1
Historical Survey

1.1 Discovery of the Pauli Exclusion Principle and Early Developments

Wolfgang Pauli formulated his principle before the creation of the contemporary quantum mechanics (1925-1927). He arrived at the formulation of this principle trying to explain regularities in the anomalous Zeeman effect in strong magnetic fields. Although in his Princeton address [1], Pauli recalled that the history of the discovery goes back to his student days in Munich. At that time the periodic system of chemical elements was well known and the series of whole numbers 2, 8, 18, 32. giving the lengths of the periods in this table was zealously discussed in Munich. A great influence on Pauli had his participation in the Niels Bohr guest lectures at Göttingen in 1922, when he met Bohr for the first time. In these lectures Bohr reported on his theoretical investigations of the Periodic System of Elements. Bohr emphasized that the question of why all electrons in an atom are not bound in the innermost shell is the fundamental problem in these studies. However, no convincing explanation for this phenomenon could be given on the basis of classical mechanics.
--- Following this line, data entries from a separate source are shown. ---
// ABOUTME: Catalog lookup contract used by the matcher, swap resolver and aggregator
// ABOUTME: Async trait over recipe and ingredient storage plus an in-memory implementation
//
// SPDX-License-Identifier: MIT OR Apache-2.0
// Copyright (c) 2025 Pierre Fitness Intelligence

//! # Catalog Lookup
//!
//! The engine never owns catalog data. It reads candidates through
//! [`CatalogProvider`], which a deployment backs with whatever store holds
//! its recipes. [`memory::InMemoryCatalog`] serves tests and the CLI.

/// In-memory catalog backed by a vector of items
pub mod memory;

pub use memory::InMemoryCatalog;

use crate::errors::AppResult;
use async_trait::async_trait;
use pierre_meals_core::models::{CandidateItem, DietaryFilter, GroupKey};

/// Read-only access to recipes and ingredients
///
/// Implementations must preserve catalog order in list results: the matcher
/// breaks ranking ties by that order.
#[async_trait]
pub trait CatalogProvider: Send + Sync {
    /// Items carrying any of `tags` and every dietary filter in `filters`
    ///
    /// # Errors
    ///
    /// Returns an error if the underlying store cannot be queried
    async fn find_by_category(
        &self,
        tags: &[String],
        filters: &[DietaryFilter],
    ) -> AppResult<Vec<CandidateItem>>;

    /// Items in the same group as `group_key`, excluding `exclude_id`
    ///
    /// # Errors
    ///
    /// Returns an error if the underlying store cannot be queried
    async fn find_by_group(
        &self,
        group_key: &GroupKey,
        exclude_id: &str,
    ) -> AppResult<Vec<CandidateItem>>;

    /// A single item by id, `None` when it does not exist
    ///
    /// # Errors
    ///
    /// Returns an error if the underlying store cannot be queried
    async fn get_by_id(&self, id: &str) -> AppResult<Option<CandidateItem>>;
}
In his first studies Pauli was interested in the explanation of the anomalous type of splitting in the Zeeman effect in strong magnetic fields. As he recalled [1]:

The anomalous type of splitting was especially fruitful because it exhibited beautiful and simple laws, but on the other hand it was hardly understandable, since very general assumptions concerning the electron using classical theory, as well as quantum theory, always led to the same triplet. A closer investigation of this problem left me with the feeling, it was even more unapproachable. A colleague who met me strolling rather aimlessly in the beautiful streets of Copenhagen said to me in a friendly manner, 'You look very unhappy'; whereupon I answered fiercely, 'How can one look happy when he is thinking about the anomalous Zeeman effect?'

Pauli decided to analyze the simplest case, the doublet structure of the alkali spectra. In December 1924 Pauli submitted a paper on the Zeeman effect [2], in which he showed that Bohr's theory of doublet structure based on the nonvanishing angular moment of a closed shell, such as K-shell of the alkali atoms, is incorrect and closed shell has no angular and magnetic moments. Pauli came to the conclusion that instead of the angular momentum of the closed shells of the atomic core, a new quantum property of the electron had to be introduced. In that paper he wrote, remarkable for that time, prophetic words. Namely:

According to this point of view, the doublet structure of alkali spectra . is due to a particular two-valuedness of the quantum theoretic properties of the electron, which cannot be described from the classical point of view.

This nonclassical two-valued nature of electron is now called spin. In anticipating the quantum nature of the magnetic moment of electron before the creation of quantum mechanics, Pauli exhibited a striking intuition.

After that, practically all was ready for the formulation of the exclusion principle. Pauli also stressed the importance of the paper by Stoner [3], which appeared right at the time of his thinking on the problem. Stoner noted that the number of energy levels of a single electron in the alkali metal spectra for the given value of the principal quantum number in an external magnetic field is the same as the number of electrons in the closed shell of the rare gas atoms corresponding to this quantum number. On the basis of his previous results on the classification of spectral terms in a strong magnetic field, Pauli came to the conclusion that a single electron must occupy an entirely nondegenerate energy level [1].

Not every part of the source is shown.